WHAT YOU NEED TO DO:
Give the number of lines in the data below that contain "their", with no other words.
*** INFORMATION GIVEN ***
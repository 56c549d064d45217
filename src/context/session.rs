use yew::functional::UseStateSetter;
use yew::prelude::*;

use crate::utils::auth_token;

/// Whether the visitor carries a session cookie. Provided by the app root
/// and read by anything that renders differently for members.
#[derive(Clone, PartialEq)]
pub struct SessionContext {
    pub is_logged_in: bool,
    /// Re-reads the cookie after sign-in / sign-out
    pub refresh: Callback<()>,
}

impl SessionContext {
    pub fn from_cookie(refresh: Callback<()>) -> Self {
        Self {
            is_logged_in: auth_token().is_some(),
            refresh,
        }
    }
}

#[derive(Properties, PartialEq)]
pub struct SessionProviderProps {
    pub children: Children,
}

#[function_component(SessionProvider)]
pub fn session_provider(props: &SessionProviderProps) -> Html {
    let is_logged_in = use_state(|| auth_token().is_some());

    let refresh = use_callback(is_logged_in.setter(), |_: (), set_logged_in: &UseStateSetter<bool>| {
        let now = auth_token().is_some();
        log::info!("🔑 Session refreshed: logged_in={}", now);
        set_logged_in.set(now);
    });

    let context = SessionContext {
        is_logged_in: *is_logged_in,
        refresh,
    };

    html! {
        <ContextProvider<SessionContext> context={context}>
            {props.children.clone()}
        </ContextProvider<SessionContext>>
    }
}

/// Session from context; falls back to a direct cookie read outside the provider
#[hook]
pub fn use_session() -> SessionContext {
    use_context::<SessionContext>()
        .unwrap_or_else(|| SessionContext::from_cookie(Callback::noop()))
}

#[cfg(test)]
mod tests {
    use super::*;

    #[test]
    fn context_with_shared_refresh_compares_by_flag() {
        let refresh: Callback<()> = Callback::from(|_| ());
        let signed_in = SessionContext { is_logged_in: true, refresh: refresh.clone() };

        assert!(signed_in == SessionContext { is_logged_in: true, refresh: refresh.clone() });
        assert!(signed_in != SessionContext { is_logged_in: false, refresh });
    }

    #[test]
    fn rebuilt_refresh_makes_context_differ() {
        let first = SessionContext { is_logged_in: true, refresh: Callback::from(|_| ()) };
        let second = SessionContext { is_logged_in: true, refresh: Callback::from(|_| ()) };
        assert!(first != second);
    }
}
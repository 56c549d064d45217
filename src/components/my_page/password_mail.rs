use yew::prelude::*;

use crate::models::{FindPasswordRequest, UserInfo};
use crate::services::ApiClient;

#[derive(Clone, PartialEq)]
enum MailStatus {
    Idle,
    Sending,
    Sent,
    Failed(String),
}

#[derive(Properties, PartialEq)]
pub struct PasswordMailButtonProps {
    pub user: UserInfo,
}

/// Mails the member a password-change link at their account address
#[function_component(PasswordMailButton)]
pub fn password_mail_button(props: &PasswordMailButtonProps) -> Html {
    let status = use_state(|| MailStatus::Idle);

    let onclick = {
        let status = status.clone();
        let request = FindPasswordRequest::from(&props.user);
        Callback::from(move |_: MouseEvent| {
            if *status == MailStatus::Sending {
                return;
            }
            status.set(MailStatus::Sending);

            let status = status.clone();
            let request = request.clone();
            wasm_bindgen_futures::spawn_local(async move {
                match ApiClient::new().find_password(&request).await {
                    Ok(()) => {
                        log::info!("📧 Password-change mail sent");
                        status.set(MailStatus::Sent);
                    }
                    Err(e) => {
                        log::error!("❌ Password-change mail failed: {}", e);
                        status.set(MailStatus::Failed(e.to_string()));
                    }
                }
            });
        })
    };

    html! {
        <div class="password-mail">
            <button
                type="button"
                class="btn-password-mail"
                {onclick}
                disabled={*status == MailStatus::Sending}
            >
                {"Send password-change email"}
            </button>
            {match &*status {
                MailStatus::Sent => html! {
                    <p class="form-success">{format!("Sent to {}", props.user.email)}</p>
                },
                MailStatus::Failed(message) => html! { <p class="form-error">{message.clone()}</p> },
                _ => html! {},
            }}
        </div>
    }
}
*** End of INFORMATION GIVEN ***
*** INFORMATION GIVEN ***
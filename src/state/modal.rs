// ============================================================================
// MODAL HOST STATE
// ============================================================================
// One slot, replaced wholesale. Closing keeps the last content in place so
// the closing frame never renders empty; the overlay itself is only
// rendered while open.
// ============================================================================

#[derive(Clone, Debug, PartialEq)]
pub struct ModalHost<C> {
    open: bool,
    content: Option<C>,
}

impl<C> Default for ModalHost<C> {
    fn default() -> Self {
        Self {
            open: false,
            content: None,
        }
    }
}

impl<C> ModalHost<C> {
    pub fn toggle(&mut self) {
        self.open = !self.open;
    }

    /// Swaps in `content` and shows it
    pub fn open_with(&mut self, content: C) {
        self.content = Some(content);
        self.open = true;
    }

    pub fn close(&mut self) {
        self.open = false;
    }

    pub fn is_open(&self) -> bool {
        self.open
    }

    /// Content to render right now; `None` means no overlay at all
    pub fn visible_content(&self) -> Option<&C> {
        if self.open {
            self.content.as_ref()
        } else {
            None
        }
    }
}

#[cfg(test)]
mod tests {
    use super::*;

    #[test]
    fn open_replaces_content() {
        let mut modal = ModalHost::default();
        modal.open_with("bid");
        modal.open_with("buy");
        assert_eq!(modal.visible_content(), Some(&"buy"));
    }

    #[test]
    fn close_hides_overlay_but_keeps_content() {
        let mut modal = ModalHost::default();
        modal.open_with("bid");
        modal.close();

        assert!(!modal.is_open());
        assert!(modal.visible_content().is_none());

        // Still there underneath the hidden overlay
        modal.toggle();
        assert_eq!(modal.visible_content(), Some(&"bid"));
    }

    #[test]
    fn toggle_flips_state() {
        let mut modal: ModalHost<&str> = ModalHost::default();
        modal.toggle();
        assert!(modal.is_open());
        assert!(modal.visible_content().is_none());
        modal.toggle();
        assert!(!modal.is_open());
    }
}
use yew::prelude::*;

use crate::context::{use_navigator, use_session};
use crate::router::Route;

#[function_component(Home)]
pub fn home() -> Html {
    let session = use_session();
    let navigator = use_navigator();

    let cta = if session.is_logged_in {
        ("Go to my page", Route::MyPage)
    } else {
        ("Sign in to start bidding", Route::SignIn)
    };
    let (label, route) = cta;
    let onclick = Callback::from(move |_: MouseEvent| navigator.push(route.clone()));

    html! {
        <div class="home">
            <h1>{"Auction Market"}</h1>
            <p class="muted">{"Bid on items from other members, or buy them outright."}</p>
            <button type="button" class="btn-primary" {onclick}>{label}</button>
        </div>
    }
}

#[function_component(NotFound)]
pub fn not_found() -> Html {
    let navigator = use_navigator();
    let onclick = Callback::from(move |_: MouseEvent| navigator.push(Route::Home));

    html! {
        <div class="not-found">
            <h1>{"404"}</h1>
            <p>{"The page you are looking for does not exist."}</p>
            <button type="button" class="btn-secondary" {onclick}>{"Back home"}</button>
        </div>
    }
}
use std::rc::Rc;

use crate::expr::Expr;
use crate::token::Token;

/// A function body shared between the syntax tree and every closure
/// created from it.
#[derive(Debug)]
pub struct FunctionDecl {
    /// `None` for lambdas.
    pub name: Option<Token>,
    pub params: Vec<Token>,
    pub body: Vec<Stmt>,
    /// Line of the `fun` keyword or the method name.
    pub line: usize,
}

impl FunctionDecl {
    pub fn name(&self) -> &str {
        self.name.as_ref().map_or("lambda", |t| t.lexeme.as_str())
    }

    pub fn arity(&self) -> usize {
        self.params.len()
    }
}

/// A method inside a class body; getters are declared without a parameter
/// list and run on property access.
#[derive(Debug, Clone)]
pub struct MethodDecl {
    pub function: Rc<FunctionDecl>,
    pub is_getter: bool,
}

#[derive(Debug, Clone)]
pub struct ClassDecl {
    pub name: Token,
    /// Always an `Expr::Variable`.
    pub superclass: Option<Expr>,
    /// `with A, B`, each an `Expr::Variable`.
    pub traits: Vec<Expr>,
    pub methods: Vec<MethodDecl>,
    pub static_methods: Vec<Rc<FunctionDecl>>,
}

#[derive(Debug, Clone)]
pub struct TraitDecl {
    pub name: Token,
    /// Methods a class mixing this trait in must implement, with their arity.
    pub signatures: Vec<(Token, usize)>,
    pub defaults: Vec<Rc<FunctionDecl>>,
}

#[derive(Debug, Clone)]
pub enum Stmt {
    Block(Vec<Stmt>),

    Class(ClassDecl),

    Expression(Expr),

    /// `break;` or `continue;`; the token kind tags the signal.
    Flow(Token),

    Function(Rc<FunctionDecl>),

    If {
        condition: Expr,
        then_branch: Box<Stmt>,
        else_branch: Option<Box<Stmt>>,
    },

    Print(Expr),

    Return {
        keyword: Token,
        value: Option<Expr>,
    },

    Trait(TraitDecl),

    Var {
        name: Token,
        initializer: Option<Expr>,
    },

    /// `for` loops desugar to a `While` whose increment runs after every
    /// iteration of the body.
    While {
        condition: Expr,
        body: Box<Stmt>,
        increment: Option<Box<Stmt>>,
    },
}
*** End of INFORMATION GIVEN ***
*** INFORMATION GIVEN ***
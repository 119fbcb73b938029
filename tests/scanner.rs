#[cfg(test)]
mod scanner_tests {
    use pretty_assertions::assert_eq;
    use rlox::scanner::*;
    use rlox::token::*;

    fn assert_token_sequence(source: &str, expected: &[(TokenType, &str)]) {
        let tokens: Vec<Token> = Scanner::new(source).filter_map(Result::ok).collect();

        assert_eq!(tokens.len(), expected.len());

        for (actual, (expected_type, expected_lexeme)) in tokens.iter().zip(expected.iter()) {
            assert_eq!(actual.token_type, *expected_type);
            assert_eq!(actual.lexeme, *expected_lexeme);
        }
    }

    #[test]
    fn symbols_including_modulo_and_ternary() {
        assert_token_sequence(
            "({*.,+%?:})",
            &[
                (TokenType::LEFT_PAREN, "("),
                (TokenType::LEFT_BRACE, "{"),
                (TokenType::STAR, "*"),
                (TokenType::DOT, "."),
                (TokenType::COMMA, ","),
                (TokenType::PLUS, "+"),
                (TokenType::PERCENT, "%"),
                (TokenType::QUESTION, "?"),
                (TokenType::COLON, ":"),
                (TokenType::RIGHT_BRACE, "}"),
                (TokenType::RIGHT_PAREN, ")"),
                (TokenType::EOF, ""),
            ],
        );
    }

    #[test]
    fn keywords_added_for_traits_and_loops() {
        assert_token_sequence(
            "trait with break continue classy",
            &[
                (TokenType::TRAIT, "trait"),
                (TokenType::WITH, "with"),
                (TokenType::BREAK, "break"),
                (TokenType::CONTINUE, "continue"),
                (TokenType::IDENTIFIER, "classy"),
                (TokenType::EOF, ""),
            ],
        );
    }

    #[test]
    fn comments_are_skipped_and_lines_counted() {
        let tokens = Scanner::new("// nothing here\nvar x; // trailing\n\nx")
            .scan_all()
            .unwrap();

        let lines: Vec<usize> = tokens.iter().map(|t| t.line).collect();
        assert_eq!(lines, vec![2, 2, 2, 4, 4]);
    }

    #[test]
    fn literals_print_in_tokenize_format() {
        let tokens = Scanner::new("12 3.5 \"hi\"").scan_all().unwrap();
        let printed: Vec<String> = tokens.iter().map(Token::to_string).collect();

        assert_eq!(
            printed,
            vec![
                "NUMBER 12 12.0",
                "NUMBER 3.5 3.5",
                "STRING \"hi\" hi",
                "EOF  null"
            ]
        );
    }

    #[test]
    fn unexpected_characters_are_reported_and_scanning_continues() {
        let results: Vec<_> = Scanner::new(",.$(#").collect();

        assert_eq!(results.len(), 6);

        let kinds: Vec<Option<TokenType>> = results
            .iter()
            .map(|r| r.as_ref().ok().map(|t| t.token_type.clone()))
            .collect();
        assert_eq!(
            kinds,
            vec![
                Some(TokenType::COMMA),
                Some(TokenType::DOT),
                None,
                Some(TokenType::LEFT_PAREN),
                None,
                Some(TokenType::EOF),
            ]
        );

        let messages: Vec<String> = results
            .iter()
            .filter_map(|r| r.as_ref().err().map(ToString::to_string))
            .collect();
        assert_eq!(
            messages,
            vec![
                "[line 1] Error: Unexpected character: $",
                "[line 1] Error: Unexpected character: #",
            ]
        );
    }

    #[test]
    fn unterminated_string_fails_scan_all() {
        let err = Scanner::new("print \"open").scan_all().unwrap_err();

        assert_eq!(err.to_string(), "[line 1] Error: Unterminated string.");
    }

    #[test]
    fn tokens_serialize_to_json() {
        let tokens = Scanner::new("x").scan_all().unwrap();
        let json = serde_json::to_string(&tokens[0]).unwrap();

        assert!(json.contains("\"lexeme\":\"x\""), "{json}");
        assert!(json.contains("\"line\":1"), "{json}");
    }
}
*** End of INFORMATION GIVEN ***
THE COMPLETED TASK:
2